+++ SOURCE RECORDS

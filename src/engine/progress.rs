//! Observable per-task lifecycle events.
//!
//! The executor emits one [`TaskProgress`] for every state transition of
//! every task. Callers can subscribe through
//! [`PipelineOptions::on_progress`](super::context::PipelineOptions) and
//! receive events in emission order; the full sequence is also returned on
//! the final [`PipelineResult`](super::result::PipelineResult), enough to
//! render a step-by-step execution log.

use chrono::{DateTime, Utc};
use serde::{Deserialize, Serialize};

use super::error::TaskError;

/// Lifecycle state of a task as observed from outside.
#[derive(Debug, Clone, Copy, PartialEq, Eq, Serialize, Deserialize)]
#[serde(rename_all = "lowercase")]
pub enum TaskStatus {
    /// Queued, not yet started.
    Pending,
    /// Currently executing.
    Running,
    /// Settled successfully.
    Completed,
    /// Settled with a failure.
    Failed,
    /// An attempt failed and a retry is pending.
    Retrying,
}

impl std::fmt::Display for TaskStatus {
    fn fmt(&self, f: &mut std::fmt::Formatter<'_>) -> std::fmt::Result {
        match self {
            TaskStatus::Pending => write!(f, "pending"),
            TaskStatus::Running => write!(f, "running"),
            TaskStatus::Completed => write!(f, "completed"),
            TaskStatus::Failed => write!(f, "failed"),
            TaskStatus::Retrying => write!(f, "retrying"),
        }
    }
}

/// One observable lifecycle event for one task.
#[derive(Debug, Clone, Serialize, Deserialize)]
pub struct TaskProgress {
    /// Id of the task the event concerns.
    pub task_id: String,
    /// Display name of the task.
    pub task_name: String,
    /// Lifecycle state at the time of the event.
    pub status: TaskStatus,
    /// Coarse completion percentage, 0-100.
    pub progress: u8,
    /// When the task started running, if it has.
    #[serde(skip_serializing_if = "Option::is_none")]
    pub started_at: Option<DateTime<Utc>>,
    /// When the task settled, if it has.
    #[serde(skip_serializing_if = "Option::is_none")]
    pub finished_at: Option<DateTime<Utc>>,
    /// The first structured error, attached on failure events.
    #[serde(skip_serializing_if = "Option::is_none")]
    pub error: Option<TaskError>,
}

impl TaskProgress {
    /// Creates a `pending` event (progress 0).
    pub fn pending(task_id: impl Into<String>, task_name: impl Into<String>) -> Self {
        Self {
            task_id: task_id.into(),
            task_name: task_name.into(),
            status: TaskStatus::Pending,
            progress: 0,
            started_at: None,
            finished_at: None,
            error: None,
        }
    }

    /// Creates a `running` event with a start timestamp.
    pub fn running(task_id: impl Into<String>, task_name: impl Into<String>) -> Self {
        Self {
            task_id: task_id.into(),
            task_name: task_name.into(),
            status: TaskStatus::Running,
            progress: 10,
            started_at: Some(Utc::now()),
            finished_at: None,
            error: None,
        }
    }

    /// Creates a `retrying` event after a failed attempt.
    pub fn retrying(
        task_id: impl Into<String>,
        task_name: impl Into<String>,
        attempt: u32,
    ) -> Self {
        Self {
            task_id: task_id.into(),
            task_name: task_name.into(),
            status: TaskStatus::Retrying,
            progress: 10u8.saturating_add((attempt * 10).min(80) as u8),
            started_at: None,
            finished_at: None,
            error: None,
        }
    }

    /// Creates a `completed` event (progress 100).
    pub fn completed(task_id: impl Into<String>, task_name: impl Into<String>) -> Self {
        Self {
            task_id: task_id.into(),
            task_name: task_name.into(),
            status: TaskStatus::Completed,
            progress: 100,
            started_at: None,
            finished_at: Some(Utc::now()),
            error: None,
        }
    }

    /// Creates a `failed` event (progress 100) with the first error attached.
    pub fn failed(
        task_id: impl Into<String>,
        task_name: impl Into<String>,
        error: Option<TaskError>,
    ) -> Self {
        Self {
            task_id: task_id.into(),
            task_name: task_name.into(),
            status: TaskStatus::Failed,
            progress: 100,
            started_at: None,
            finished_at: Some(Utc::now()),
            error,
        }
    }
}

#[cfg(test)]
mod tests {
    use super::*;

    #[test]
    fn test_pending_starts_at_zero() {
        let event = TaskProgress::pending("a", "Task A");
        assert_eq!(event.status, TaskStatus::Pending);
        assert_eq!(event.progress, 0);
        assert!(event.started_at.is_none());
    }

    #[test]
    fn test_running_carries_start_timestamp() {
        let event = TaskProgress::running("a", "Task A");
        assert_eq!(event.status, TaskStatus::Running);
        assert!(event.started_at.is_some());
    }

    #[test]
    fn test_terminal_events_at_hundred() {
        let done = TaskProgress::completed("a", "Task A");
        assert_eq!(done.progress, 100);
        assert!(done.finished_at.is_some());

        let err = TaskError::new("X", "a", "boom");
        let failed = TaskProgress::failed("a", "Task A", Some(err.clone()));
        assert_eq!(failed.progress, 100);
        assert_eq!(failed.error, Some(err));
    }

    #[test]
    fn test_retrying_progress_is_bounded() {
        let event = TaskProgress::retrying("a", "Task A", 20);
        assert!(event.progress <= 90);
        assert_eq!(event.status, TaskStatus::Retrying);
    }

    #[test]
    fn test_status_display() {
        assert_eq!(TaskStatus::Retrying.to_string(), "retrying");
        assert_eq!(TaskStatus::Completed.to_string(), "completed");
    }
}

++++++

TASK TO CARRY OUT => In the preceding records, how many lines include the word "done"? Reply with the number only.

SOLUTION BELOW => 3